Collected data
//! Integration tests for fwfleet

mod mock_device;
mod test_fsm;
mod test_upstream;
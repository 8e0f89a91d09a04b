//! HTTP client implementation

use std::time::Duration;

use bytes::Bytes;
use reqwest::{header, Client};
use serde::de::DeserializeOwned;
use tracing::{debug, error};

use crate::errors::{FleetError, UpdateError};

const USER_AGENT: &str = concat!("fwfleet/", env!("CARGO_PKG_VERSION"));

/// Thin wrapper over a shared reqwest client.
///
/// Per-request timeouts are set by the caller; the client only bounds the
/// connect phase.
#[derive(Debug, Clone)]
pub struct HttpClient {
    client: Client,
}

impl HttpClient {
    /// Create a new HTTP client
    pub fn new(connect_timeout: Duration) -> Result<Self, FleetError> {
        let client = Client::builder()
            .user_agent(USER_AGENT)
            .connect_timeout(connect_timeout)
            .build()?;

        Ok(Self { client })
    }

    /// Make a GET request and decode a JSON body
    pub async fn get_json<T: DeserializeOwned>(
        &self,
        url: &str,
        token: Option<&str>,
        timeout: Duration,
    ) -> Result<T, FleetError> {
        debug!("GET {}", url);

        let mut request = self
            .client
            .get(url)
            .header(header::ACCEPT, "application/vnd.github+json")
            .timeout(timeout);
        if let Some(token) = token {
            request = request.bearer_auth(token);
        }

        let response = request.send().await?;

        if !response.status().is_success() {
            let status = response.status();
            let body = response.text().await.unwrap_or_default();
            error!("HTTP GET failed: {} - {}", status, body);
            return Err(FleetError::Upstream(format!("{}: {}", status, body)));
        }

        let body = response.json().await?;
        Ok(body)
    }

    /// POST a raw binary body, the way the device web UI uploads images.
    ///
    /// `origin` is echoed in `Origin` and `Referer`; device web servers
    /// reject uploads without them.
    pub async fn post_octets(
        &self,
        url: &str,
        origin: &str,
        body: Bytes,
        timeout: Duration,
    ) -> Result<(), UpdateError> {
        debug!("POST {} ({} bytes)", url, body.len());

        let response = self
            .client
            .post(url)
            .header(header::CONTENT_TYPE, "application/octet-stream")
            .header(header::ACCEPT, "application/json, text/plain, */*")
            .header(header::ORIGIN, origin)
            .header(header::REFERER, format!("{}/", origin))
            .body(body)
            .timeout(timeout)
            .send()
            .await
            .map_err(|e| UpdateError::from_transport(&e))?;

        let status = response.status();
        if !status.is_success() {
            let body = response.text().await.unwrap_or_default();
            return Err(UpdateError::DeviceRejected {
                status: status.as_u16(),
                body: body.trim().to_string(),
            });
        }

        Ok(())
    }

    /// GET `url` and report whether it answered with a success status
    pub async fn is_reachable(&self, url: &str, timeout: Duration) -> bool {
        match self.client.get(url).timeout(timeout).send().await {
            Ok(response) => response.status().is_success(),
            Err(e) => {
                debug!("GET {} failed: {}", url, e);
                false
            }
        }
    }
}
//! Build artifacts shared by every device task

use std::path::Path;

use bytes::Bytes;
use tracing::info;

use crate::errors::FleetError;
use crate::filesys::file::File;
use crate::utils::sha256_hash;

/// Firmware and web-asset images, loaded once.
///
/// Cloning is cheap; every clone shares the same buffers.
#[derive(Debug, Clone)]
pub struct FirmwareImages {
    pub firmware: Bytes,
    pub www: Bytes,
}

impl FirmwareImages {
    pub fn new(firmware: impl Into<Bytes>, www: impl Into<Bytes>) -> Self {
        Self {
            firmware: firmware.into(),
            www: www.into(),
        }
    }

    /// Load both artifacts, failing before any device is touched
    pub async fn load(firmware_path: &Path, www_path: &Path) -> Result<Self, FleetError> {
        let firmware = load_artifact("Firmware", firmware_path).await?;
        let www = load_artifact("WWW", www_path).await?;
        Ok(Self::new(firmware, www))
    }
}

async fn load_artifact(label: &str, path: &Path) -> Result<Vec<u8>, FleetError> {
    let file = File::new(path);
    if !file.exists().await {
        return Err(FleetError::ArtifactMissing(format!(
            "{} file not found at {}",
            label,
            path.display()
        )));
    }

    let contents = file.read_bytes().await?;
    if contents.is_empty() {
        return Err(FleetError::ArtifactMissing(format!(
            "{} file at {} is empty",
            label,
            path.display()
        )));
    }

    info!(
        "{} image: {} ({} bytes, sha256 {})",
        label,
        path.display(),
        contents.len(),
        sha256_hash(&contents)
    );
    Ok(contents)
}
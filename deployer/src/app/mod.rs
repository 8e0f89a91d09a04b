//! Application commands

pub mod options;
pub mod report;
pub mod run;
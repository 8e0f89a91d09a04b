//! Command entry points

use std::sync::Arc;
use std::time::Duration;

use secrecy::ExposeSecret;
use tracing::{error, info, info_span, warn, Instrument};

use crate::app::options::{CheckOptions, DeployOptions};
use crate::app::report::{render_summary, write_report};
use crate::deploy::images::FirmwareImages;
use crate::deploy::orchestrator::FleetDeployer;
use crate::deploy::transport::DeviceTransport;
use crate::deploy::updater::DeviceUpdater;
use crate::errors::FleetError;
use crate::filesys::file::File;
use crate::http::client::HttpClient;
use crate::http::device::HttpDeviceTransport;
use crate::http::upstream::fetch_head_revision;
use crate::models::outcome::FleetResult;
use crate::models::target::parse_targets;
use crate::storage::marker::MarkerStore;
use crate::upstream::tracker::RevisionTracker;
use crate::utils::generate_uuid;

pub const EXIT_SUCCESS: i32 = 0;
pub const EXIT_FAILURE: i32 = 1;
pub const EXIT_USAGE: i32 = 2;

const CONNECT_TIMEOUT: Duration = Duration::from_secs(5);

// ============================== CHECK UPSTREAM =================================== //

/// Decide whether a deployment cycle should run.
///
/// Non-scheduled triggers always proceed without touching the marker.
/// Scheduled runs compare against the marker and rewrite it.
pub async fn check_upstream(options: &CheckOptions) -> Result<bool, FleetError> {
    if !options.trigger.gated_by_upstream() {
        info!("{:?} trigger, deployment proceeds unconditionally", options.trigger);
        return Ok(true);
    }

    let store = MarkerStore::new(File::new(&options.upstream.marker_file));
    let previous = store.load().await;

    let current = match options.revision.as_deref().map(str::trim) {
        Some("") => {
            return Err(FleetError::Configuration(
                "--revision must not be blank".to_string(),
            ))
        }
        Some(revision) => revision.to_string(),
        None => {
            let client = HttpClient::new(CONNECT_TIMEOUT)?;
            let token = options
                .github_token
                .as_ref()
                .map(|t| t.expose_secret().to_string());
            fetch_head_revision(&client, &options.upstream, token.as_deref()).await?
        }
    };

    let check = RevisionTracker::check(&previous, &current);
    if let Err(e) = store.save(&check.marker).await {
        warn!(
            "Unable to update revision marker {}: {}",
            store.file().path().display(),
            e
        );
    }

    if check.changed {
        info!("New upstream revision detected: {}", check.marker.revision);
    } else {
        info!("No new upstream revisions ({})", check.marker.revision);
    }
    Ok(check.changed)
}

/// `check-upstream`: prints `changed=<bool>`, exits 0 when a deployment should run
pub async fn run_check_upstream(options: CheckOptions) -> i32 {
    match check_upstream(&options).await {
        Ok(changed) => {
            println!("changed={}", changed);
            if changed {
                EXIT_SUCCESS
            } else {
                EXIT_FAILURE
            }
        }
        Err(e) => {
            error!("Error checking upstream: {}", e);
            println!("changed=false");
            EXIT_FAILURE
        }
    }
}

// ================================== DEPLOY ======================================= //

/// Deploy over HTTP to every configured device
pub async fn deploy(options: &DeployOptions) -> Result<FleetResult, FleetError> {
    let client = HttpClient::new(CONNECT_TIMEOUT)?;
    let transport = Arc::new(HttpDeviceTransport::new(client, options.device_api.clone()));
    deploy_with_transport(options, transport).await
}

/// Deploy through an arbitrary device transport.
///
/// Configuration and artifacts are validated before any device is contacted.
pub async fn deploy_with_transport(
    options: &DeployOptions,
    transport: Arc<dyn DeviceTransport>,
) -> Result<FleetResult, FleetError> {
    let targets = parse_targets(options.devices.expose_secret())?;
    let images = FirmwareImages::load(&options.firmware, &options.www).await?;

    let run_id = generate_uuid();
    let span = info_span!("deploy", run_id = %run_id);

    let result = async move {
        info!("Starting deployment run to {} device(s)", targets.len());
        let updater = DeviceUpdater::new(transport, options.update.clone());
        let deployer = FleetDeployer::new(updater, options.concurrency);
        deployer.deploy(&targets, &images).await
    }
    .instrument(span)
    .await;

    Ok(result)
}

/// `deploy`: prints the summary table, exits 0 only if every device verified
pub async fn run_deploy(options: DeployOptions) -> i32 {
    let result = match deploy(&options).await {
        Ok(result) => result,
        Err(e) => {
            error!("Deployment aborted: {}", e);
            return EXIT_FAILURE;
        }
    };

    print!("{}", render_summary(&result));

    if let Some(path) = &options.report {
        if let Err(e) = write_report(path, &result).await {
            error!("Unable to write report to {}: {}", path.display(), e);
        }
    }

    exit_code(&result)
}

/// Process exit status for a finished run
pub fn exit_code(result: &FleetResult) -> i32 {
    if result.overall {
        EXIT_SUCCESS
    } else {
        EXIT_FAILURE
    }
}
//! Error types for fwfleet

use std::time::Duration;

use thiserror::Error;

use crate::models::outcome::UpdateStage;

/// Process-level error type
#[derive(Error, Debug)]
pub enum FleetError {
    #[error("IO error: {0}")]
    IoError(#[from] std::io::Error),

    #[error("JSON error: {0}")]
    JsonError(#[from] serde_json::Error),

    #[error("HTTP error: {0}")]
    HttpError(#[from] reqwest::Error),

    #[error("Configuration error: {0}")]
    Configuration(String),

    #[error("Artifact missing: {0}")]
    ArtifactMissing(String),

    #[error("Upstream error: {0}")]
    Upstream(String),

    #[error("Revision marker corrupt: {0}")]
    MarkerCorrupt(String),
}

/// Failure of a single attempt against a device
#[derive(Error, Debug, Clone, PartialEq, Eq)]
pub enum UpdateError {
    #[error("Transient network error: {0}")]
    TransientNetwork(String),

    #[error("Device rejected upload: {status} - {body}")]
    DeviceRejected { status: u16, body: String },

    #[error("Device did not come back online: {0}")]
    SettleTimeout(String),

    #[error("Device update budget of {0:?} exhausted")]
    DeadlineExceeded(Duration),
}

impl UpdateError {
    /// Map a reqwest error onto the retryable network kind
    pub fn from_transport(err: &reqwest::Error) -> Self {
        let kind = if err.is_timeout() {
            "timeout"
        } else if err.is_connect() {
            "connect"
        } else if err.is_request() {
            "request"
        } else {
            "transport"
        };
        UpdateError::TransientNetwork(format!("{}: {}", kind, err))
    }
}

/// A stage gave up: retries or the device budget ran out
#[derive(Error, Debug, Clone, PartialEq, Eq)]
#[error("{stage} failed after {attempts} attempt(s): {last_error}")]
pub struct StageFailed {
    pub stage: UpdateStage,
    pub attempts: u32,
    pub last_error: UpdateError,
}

● EXERCISE
Would you filter the entries above and keep each line that has the word "models"?

● REPLY
use crate::models::outcome::FleetResult;
use crate::models::target::parse_targets;
use crate::models::outcome::UpdateStage;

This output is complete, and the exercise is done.